> _Exercise instructions_: Which lines of the records contain the word "application"? Show each of them.

> _Provided data_:
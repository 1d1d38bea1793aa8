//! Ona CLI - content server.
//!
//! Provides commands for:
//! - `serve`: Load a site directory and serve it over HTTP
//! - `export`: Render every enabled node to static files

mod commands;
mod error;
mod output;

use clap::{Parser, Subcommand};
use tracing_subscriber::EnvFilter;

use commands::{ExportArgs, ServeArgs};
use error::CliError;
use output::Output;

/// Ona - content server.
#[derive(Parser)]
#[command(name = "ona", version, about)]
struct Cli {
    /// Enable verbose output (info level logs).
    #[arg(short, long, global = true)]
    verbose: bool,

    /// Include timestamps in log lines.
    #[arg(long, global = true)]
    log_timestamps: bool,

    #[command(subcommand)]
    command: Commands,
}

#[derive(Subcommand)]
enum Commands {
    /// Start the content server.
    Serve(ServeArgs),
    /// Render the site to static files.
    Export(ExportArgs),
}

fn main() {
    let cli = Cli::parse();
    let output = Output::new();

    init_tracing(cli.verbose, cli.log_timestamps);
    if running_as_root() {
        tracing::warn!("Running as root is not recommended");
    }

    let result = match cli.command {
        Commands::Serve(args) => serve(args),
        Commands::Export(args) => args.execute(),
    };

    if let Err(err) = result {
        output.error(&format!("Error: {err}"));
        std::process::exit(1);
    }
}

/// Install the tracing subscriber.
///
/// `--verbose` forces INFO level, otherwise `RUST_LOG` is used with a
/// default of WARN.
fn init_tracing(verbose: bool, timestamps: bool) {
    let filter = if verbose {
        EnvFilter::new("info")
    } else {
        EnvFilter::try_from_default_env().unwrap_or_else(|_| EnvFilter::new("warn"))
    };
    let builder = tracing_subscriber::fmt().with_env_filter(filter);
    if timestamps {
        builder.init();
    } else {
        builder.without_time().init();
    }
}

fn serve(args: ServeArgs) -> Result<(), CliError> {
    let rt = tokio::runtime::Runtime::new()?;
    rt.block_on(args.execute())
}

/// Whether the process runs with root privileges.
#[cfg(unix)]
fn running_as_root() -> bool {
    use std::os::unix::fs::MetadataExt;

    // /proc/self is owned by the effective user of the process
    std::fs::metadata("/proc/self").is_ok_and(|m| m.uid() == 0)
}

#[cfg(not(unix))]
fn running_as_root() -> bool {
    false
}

...

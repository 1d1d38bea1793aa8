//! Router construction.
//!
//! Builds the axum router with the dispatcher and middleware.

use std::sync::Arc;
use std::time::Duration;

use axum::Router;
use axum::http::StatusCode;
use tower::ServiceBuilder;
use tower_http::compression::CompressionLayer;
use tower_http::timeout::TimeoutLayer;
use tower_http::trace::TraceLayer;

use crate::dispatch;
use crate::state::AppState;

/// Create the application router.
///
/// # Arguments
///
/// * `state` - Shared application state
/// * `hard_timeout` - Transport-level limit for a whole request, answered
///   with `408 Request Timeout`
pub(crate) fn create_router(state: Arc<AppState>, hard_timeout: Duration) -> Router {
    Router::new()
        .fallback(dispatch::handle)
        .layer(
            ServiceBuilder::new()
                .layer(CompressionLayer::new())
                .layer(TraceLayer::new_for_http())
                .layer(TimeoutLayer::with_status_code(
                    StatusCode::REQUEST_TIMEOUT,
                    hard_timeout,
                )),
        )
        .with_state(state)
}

> _Written solution_:
/// Create the application router.
/// * `state` - Shared application state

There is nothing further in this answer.